O texto mantido pelo Congresso estabelece que municípios com até 65 mil habitantes não precisarão comprovar adimplência fiscal para celebrar convênios e receber transferências voluntárias da União. O governo federal havia vetado o trecho sob o argumento de possível inconstitucionalidade.
Na prática, a medida evita que pequenas cidades fiquem impedidas de acessar recursos federais destinados a áreas essenciais, como saúde, educação, infraestrutura e assistência social, em razão de pendências burocráticas ou fiscais da administração municipal.
Para Delegada Katarina, a derrubada do veto representa uma medida de equilíbrio federativo e proteção à população dos municípios de menor porte.
“Quem conhece a realidade dos pequenos municípios, como eu que fui vice-prefeita de Aracaju, sabe que muitas vezes questões burocráticas acabam travando o acesso a recursos importantes. Quem sofre as consequências não é a gestão e, sim, a população, que deixa de receber investimentos em serviços essenciais. Defendi a derrubada desse veto porque não podemos penalizar o cidadão por entraves administrativos”, afirmou a parlamentar.

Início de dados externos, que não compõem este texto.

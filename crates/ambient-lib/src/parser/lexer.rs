//! Tokenizer for declaration sources.
//!
//! Tokens carry a kind and a span only; text is sliced from the source on demand.
//! Runs of characters the token rules reject (stray `§`, an unterminated string
//! or block comment) merge into a single `Garbage` token so the parser reports
//! each run once.

use logos::Logos;
use rowan::{TextRange, TextSize};

use super::cst::SyntaxKind;

#[derive(Debug, Clone, Copy, PartialEq, Eq)]
pub struct Token {
    pub kind: SyntaxKind,
    pub span: TextRange,
}

impl Token {
    #[inline]
    pub fn new(kind: SyntaxKind, span: TextRange) -> Self {
        Self { kind, span }
    }
}

pub fn lex(source: &str) -> Vec<Token> {
    let mut tokens: Vec<Token> = Vec::new();

    for (result, span) in SyntaxKind::lexer(source).spanned() {
        let kind = result.unwrap_or(SyntaxKind::Garbage);
        let span = TextRange::new(offset(span.start), offset(span.end));

        match tokens.last_mut() {
            Some(last)
                if kind == SyntaxKind::Garbage
                    && last.kind == SyntaxKind::Garbage
                    && last.span.end() == span.start() =>
            {
                last.span = last.span.cover(span);
            }
            _ => tokens.push(Token::new(kind, span)),
        }
    }

    tokens
}

fn offset(at: usize) -> TextSize {
    TextSize::try_from(at).expect("declaration sources are smaller than 4 GiB")
}

/// Source text of `token`.
#[inline]
pub fn token_text<'s>(source: &'s str, token: &Token) -> &'s str {
    &source[token.span]
}
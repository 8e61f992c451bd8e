//! Command builders for the CLI.

use clap::Command;

use super::args::*;

/// Build the complete CLI with all subcommands.
pub fn build_cli() -> Command {
    Command::new("ambient")
        .about("Implicit-global tables for TypeScript declaration bundles")
        .subcommand_required(true)
        .arg_required_else_help(true)
        .subcommand(generate_command())
        .subcommand(check_command())
        .subcommand(inspect_command())
        .subcommand(list_command())
}

/// Parse every bundle and write the generated modules.
pub fn generate_command() -> Command {
    Command::new("generate")
        .about("Generate one module per bundle plus the index barrel")
        .override_usage(
            "\
  ambient generate --lib-dir <DIR> --out-dir <DIR>
  ambient generate --lib-dir <DIR> --out-dir <DIR> --types-file <FILE>",
        )
        .after_help(
            r#"EXAMPLES:
  ambient generate --lib-dir node_modules/typescript/lib --out-dir src/lib
  ambient generate --lib-dir lib --out-dir out --post-process 'prettier --write'
  ambient generate --lib-dir lib --out-dir out --types-file ../types/lib.ts"#,
        )
        .arg(lib_dir_arg())
        .arg(out_dir_arg())
        .arg(types_file_arg())
        .arg(post_process_arg())
        .arg(no_banner_arg())
        .arg(catalog_arg())
        .arg(color_arg())
}

/// Validate every bundle without writing anything.
pub fn check_command() -> Command {
    Command::new("check")
        .about("Parse, classify and synthesize every bundle without writing")
        .override_usage("  ambient check --lib-dir <DIR>")
        .after_help(
            r#"EXAMPLES:
  ambient check --lib-dir node_modules/typescript/lib
  ambient check --lib-dir lib --catalog libs.json"#,
        )
        .arg(lib_dir_arg())
        .arg(catalog_arg())
        .arg(color_arg())
}

/// Show one bundle's references and classified globals.
pub fn inspect_command() -> Command {
    Command::new("inspect")
        .about("Show a bundle's references and classified globals")
        .override_usage(
            "\
  ambient inspect <BUNDLE> --lib-dir <DIR>
  ambient inspect <BUNDLE> --lib-dir <DIR> --resolved",
        )
        .after_help(
            r#"EXAMPLES:
  ambient inspect es5 --lib-dir lib             # own entries
  ambient inspect es2015 --lib-dir lib --resolved  # merged with references
  ambient inspect dom --lib-dir lib --json"#,
        )
        .arg(bundle_arg())
        .arg(lib_dir_arg())
        .arg(resolved_arg())
        .arg(json_arg())
        .arg(catalog_arg())
        .arg(color_arg())
}

/// Print the bundle catalog.
pub fn list_command() -> Command {
    Command::new("list")
        .about("List every bundle and its source file")
        .arg(json_arg())
        .arg(catalog_arg())
        .arg(color_arg())
}
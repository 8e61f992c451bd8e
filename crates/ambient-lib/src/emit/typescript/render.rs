//! Output rendering methods.

use std::fmt::Write;

use ambient_core::Classification;
use ambient_core::utils::{is_identifier_name, single_quote, to_export_ident};

use crate::synth::{AggregateModule, BundleModule};

use super::Emitter;

/// Widest line the single-line form of the `Lib` union may take.
const PRINT_WIDTH: usize = 80;

impl Emitter {
    pub(super) fn render_bundle(&mut self, module: &BundleModule) {
        let base = single_quote(&format!("./{}", self.config.base_config_module));
        let record_type = self.config.record_type.clone();

        let _ = writeln!(self.output, "import type {{ {record_type} }} from {base};");
        if !module.used_tags().is_empty() {
            let tags: Vec<_> = module
                .used_tags()
                .iter()
                .map(|t| t.export_name())
                .collect();
            let _ = writeln!(self.output, "import {{ {} }} from {base};", tags.join(", "));
        }
        for reference in module.references().iter() {
            let _ = writeln!(
                self.output,
                "import {{ {} }} from {};",
                to_export_ident(reference),
                single_quote(&format!("./{reference}"))
            );
        }
        self.output.push('\n');

        let export_name = module.export_name();
        if module.references().is_empty() && module.entries().is_empty() {
            let _ = writeln!(
                self.output,
                "export const {export_name} = {{}} as Record<string, {record_type}>;"
            );
            return;
        }

        let _ = writeln!(self.output, "export const {export_name} = {{");
        for reference in module.references().iter() {
            let _ = writeln!(
                self.output,
                "  ...{},",
                to_export_ident(reference)
            );
        }
        for (name, classification) in module.entries() {
            self.render_entry(name, *classification);
        }
        let _ = writeln!(self.output, "}} as Record<string, {record_type}>;");
    }

    fn render_entry(&mut self, name: &str, classification: Classification) {
        let _ = writeln!(
            self.output,
            "  {}: {},",
            property_key(name),
            classification.export_name()
        );
    }

    pub(super) fn render_index(&mut self, aggregate: &AggregateModule) {
        for entry in aggregate.entries() {
            let specifier = single_quote(&format!("./{}", entry.bundle));
            if entry.is_aliased() {
                let _ = writeln!(
                    self.output,
                    "import {{ {} as {} }} from {specifier};",
                    entry.export_name, entry.binding
                );
            } else {
                let _ = writeln!(self.output, "import {{ {} }} from {specifier};", entry.binding);
            }
        }
        self.output.push('\n');

        self.output.push_str("const lib = {\n");
        for entry in aggregate.entries() {
            if entry.bundle == entry.binding {
                let _ = writeln!(self.output, "  {},", entry.binding);
            } else {
                let _ = writeln!(
                    self.output,
                    "  {}: {},",
                    property_key(&entry.bundle),
                    entry.binding
                );
            }
        }
        self.output.push_str("} as const;\n\n");
        self.output.push_str("export { lib };\n");
    }

    pub(super) fn render_types(&mut self, aggregate: &AggregateModule) {
        let members: Vec<_> = aggregate.names().map(single_quote).collect();

        if members.is_empty() {
            self.output.push_str("type Lib = never;\n");
        } else {
            let single_line = format!("type Lib = {};", members.join(" | "));
            if single_line.len() <= PRINT_WIDTH {
                self.output.push_str(&single_line);
                self.output.push('\n');
            } else {
                self.output.push_str("type Lib =");
                for member in &members {
                    let _ = write!(self.output, "\n  | {member}");
                }
                self.output.push_str(";\n");
            }
        }

        self.output.push_str("\nexport { Lib };\n");
    }

    pub(super) fn render_base_config(&mut self) {
        let record_type = self.config.record_type.clone();

        let _ = writeln!(self.output, "export interface {record_type} {{");
        self.output
            .push_str("  readonly implicitGlobalScopeVisibility: 'readonly';\n");
        self.output.push_str("  readonly isTypeVariable: boolean;\n");
        self.output.push_str("  readonly isValueVariable: boolean;\n");
        self.output.push_str("}\n");

        for classification in Classification::ALL {
            let _ = write!(
                self.output,
                "\nexport const {}: {record_type} = Object.freeze({{\n",
                classification.export_name()
            );
            self.output
                .push_str("  implicitGlobalScopeVisibility: 'readonly',\n");
            let _ = writeln!(
                self.output,
                "  isTypeVariable: {},",
                classification.is_type()
            );
            let _ = writeln!(
                self.output,
                "  isValueVariable: {},",
                classification.is_value()
            );
            self.output.push_str("});\n");
        }
    }
}

/// Object key as written in generated code: bare when it is an identifier name.
fn property_key(name: &str) -> String {
    if is_identifier_name(name) {
        name.to_string()
    } else {
        single_quote(name)
    }
}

A deputada destacou ainda que a atuação do Congresso impediu um retrocesso para os municípios menores, especialmente aqueles que dependem de repasses federais para manter serviços básicos e executar obras estruturantes.
“Nosso trabalho foi firme para garantir que os recursos continuem chegando na ponta. Município pequeno também precisa de condições para investir e atender sua população com dignidade”, concluiu.